→ **WHAT YOU SHOULD DO**: Report every line of the data that includes "CastError".

→ **INFORMATION SHOWN**:
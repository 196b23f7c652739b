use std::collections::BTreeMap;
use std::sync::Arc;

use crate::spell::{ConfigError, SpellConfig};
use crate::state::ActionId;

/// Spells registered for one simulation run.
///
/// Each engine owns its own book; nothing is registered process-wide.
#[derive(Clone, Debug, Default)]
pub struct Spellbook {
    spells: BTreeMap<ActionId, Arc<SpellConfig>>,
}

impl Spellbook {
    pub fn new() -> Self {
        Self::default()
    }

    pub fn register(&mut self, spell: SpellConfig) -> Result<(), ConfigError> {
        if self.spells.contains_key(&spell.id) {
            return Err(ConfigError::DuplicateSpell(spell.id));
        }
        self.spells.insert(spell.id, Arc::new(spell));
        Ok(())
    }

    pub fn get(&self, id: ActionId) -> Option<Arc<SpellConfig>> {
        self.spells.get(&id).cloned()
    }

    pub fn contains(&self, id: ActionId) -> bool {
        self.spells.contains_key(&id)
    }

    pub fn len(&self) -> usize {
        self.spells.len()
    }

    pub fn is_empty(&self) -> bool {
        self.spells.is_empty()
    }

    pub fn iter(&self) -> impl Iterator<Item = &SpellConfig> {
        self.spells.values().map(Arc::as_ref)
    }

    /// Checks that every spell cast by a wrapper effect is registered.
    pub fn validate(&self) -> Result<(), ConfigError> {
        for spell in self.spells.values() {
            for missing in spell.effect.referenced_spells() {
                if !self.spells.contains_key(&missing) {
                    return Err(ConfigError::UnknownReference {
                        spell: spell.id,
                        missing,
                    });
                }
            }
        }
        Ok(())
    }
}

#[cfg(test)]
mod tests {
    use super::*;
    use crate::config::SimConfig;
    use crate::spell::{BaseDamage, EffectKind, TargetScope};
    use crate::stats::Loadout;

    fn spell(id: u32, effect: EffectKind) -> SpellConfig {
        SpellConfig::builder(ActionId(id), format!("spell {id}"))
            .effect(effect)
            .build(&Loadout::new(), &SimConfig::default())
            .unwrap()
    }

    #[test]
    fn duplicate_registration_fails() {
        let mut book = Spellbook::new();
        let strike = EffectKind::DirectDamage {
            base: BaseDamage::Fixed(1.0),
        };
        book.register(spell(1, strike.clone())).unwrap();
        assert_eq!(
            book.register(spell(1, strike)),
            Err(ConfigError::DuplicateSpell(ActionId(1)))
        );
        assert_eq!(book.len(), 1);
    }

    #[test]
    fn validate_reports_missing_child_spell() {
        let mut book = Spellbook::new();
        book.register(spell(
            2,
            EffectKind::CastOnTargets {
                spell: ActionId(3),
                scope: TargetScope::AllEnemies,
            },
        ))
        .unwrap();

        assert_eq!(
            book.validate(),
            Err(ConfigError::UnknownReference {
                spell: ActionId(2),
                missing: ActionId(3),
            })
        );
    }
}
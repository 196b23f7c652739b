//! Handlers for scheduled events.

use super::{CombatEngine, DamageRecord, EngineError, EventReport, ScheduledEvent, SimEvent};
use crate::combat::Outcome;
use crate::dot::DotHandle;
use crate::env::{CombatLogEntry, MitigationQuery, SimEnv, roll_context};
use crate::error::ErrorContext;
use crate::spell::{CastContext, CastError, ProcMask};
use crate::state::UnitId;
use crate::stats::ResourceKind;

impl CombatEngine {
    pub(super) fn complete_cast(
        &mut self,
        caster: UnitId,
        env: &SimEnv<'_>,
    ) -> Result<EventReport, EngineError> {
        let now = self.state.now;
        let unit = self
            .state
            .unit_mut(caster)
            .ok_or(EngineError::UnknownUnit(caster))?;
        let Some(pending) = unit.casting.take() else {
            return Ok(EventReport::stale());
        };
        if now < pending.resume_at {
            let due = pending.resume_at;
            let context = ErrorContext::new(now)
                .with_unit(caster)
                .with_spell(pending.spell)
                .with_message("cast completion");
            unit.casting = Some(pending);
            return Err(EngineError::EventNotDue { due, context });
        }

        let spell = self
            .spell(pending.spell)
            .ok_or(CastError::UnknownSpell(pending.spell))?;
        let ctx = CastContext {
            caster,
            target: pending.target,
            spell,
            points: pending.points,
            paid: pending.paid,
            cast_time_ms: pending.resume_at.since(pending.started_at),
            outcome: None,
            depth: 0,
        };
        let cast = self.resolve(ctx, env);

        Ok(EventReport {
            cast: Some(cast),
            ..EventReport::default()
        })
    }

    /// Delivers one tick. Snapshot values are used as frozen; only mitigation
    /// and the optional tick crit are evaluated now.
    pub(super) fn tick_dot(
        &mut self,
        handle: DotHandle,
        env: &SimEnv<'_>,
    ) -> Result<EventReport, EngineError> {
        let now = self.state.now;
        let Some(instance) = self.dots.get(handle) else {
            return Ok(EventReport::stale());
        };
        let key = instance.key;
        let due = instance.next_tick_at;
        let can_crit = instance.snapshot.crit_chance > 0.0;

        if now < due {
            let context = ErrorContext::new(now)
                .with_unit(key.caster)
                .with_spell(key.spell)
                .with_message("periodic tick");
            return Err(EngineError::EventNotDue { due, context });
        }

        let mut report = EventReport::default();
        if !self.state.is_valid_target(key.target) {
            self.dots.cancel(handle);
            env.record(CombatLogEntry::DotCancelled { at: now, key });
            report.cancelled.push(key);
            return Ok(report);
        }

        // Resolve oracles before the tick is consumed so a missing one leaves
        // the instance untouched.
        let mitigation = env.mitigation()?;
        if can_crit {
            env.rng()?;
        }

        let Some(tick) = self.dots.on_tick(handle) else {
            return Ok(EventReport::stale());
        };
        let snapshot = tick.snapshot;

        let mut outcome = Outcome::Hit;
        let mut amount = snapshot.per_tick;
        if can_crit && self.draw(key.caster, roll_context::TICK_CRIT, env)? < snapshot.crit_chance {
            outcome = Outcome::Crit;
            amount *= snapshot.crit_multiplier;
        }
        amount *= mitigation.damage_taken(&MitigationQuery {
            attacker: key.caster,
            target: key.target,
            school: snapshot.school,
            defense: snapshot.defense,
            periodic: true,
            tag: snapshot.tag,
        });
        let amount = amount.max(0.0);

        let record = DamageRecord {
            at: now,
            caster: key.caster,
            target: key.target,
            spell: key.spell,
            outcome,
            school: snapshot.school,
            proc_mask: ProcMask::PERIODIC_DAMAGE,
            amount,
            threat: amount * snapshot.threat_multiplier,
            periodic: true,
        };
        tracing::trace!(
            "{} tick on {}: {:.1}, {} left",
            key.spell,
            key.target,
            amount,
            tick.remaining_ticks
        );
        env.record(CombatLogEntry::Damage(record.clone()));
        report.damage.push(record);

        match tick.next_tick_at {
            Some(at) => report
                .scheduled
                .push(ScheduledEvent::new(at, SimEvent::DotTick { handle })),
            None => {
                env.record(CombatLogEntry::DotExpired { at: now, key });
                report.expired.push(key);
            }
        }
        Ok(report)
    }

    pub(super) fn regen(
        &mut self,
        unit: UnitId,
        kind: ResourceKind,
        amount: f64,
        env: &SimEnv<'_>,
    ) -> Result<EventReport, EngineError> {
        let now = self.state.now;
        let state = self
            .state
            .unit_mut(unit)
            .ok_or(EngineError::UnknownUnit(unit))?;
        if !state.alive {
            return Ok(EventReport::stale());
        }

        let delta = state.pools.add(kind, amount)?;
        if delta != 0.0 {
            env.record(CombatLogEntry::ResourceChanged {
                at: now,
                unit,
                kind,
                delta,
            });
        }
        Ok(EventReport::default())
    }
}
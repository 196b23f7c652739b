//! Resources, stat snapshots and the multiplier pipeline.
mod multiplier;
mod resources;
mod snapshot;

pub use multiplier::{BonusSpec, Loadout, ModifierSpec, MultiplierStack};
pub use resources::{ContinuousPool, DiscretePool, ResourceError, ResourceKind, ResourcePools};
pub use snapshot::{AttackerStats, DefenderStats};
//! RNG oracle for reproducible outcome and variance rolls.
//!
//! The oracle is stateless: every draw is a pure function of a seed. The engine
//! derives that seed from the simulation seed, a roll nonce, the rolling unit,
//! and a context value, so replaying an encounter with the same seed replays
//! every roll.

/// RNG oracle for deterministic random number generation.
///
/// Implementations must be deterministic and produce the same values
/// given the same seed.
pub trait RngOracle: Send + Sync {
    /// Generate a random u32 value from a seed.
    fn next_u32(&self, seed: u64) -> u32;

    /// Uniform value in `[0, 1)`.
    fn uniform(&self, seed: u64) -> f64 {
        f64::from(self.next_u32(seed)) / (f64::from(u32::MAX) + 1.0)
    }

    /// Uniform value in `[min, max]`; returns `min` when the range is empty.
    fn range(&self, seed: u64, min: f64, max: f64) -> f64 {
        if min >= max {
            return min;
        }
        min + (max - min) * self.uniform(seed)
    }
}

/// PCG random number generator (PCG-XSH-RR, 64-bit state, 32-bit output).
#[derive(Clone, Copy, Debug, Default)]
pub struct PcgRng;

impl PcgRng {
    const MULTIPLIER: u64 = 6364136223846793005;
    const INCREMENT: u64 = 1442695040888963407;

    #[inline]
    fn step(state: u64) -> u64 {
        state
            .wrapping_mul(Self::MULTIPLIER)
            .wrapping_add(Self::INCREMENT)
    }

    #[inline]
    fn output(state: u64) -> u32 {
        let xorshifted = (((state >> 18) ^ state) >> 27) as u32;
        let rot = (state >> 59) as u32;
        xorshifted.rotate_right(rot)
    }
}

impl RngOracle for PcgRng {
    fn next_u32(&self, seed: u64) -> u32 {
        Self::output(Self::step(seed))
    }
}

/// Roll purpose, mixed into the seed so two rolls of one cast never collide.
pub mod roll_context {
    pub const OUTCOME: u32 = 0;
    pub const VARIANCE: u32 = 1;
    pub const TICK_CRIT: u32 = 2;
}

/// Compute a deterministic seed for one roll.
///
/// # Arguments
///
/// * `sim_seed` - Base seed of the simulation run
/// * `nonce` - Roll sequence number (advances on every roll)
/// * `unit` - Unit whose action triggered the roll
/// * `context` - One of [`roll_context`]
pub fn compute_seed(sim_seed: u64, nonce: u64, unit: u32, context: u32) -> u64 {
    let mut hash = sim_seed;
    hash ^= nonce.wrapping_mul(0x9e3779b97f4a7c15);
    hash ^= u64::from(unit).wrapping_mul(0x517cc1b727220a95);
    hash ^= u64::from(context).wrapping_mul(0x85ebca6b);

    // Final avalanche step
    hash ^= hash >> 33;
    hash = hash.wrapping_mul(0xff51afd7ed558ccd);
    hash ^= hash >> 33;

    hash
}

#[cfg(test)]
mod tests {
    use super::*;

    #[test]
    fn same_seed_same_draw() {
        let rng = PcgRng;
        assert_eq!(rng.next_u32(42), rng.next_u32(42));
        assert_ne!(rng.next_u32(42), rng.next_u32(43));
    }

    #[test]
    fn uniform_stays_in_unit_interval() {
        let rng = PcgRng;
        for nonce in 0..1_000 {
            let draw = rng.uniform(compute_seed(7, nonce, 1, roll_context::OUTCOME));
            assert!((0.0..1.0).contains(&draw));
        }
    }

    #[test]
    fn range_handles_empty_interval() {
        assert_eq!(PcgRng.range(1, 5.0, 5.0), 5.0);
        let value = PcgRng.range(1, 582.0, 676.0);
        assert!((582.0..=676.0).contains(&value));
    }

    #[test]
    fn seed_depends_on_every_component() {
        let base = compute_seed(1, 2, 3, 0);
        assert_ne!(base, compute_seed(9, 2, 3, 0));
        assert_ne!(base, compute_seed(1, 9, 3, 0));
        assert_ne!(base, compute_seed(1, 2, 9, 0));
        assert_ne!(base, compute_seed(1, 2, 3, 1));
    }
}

→ **RESPONSE FOR THIS EXERCISE**:
use crate::spell::{CastContext, CastError, ProcMask};
            .ok_or(CastError::UnknownSpell(pending.spell))?;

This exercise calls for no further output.